◆ Instructions for the task
Each line with the word "Please" must appear in the answer, copied from the records.

◆ Dataset records

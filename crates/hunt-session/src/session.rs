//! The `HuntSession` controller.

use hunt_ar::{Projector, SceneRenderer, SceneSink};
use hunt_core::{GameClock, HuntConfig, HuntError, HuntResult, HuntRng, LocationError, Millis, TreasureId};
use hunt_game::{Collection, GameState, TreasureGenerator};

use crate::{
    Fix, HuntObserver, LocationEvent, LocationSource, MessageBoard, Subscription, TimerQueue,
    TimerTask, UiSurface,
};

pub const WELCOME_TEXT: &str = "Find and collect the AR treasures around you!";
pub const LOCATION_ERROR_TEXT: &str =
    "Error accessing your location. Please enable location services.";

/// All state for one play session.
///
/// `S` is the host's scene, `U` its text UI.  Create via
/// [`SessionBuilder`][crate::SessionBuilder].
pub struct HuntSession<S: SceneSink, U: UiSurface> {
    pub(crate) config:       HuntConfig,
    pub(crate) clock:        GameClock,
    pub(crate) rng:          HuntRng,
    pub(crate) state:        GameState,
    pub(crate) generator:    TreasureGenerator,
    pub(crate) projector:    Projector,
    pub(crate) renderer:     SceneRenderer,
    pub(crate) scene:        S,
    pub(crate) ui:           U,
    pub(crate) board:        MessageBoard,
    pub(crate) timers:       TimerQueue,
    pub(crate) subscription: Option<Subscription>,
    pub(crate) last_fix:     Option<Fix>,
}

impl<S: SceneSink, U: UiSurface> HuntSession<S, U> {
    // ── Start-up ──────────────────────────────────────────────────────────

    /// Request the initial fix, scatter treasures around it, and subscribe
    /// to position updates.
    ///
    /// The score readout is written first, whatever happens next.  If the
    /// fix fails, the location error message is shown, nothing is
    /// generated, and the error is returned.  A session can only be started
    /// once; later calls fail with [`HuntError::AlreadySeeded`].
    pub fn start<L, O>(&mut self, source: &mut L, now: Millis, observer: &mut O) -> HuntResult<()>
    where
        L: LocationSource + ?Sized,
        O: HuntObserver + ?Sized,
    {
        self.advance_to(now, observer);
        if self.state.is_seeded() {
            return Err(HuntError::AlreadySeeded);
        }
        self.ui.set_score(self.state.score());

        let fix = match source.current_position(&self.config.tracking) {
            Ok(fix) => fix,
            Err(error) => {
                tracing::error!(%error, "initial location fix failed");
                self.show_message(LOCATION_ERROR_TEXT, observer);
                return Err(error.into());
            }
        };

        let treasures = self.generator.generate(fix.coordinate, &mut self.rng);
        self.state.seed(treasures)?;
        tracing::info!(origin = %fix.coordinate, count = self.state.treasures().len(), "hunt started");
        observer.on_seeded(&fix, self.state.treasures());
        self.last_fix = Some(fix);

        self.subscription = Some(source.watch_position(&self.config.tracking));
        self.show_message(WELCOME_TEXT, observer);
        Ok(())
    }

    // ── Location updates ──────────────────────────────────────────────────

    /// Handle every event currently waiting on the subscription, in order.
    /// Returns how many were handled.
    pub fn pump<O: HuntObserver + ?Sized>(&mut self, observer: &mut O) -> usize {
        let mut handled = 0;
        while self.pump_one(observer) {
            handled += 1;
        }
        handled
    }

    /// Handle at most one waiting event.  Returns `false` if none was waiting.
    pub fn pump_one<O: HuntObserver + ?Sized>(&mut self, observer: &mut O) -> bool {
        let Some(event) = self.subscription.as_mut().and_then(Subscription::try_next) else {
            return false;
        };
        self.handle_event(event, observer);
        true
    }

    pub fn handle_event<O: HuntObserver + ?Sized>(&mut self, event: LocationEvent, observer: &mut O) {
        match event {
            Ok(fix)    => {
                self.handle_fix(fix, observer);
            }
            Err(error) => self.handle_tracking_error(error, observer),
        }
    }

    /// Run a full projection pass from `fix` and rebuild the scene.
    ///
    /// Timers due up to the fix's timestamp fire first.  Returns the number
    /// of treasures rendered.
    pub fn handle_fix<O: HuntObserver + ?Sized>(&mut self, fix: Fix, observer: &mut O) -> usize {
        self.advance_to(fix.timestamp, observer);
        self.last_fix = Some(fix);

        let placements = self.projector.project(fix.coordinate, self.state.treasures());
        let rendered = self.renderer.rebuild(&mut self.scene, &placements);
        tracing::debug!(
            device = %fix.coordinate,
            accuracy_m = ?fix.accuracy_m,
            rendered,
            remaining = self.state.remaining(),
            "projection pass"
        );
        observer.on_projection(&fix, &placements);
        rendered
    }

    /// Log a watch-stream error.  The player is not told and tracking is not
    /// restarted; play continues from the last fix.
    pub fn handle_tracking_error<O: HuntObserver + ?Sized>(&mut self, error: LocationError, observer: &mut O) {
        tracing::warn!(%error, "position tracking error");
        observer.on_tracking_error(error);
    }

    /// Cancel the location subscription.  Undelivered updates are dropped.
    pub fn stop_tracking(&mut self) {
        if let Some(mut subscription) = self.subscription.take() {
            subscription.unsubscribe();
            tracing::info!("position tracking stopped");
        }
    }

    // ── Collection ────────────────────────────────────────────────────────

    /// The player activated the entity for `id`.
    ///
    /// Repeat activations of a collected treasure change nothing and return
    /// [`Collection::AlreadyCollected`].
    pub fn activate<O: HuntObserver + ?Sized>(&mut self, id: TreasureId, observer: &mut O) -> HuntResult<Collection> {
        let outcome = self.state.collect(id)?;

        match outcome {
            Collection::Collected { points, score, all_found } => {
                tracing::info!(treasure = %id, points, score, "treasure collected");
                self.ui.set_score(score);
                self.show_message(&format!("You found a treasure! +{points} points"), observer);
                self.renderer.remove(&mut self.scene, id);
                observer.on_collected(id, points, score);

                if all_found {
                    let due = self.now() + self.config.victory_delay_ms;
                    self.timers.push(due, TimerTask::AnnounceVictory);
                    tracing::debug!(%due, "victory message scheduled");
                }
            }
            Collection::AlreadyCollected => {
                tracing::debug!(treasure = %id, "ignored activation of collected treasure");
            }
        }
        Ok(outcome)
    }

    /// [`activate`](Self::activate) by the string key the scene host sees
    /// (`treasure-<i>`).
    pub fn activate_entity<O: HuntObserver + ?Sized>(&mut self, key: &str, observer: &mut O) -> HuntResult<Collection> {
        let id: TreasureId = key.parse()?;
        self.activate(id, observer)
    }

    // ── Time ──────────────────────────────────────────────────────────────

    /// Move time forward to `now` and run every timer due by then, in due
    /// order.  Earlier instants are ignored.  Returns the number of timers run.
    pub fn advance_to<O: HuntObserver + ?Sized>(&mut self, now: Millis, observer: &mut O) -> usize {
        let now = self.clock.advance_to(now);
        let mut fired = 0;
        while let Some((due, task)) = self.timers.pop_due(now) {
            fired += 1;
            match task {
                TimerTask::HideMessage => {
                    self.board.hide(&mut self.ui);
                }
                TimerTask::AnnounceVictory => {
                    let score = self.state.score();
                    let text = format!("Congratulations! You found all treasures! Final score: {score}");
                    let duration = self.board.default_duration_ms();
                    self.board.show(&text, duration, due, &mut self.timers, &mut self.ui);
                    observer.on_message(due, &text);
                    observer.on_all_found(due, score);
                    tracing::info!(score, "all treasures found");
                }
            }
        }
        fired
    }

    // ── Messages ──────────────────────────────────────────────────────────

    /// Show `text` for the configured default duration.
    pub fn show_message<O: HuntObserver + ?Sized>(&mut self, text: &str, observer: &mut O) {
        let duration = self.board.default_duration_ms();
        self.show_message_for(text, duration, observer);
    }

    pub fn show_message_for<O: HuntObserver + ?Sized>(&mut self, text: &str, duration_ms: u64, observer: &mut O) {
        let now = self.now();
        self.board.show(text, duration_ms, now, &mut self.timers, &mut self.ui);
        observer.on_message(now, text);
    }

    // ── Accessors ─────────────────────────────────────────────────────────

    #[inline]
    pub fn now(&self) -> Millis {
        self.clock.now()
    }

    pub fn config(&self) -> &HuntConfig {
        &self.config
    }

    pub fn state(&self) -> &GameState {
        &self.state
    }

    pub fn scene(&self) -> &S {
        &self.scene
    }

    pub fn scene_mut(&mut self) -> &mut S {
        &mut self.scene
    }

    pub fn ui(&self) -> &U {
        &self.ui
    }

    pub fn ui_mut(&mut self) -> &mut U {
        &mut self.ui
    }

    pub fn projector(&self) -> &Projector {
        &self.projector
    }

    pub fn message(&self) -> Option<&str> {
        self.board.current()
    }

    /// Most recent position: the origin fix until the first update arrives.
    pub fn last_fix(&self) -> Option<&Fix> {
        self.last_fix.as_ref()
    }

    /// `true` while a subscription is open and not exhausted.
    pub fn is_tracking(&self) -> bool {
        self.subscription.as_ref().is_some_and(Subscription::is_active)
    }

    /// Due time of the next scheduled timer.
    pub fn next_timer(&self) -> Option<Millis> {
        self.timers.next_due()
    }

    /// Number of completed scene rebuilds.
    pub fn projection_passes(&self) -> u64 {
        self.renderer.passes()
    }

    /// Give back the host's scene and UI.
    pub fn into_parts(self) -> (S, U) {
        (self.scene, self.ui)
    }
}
---
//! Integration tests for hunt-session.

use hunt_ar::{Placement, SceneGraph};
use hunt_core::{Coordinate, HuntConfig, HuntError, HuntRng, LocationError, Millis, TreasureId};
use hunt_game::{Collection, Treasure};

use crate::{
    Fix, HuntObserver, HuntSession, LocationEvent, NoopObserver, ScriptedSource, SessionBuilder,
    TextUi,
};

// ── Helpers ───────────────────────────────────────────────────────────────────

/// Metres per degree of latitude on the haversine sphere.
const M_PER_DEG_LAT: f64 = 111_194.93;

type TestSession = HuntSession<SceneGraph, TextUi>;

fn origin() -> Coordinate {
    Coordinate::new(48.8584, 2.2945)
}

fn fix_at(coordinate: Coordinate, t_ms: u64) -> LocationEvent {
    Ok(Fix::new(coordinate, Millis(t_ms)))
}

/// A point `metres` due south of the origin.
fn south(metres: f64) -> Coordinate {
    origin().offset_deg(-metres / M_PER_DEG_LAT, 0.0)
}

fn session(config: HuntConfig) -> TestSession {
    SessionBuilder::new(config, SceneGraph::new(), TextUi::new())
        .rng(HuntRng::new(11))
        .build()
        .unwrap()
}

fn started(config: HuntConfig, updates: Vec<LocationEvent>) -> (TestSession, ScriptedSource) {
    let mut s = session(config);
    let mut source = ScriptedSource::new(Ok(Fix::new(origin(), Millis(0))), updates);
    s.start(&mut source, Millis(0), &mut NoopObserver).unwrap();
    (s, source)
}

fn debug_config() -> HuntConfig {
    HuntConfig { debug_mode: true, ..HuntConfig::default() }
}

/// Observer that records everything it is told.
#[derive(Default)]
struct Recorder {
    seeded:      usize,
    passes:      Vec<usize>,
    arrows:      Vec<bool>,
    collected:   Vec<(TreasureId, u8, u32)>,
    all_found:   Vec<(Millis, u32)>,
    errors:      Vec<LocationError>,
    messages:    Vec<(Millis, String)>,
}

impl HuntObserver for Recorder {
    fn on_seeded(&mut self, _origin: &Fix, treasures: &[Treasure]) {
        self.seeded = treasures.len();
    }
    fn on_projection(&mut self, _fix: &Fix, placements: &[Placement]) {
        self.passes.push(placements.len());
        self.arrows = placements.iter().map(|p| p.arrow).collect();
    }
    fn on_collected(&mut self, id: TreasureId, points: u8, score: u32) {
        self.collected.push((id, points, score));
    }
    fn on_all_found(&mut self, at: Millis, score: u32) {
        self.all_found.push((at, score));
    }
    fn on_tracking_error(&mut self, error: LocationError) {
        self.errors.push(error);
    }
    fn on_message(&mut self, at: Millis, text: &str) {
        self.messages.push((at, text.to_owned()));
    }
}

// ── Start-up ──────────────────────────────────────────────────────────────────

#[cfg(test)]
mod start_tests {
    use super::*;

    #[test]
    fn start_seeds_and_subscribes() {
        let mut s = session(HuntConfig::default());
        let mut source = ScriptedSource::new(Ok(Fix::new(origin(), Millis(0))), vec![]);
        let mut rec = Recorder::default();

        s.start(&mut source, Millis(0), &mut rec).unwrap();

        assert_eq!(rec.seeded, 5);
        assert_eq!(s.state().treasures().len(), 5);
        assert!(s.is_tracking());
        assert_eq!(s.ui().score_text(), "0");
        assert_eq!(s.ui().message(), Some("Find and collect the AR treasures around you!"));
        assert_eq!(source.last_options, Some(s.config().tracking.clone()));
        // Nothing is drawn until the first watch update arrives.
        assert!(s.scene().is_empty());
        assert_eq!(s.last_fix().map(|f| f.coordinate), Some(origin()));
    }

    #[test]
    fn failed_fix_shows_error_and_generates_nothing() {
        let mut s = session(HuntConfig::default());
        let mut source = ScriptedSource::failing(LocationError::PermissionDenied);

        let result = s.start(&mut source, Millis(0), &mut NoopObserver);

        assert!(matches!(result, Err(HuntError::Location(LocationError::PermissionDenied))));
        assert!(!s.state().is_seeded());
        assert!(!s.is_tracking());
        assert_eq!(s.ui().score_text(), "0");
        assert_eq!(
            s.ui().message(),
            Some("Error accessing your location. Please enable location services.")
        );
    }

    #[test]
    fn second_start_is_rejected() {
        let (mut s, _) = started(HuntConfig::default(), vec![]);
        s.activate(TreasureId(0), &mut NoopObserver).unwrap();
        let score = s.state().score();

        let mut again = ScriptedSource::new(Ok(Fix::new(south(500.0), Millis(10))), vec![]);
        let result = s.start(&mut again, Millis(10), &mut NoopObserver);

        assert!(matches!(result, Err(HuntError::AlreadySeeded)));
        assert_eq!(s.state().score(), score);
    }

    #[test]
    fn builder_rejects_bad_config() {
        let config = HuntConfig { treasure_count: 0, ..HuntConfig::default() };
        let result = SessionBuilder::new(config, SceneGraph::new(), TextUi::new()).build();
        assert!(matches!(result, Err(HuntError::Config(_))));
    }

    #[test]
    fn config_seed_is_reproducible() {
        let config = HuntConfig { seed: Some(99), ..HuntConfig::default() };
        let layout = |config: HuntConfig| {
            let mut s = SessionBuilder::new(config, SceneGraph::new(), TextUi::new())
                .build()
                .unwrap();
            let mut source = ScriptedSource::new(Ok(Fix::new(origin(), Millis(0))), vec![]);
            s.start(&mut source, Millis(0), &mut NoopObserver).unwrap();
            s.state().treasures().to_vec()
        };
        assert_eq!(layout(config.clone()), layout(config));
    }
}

◆ Reply to the task
    "Error accessing your location. Please enable location services.";
            Some("Error accessing your location. Please enable location services.")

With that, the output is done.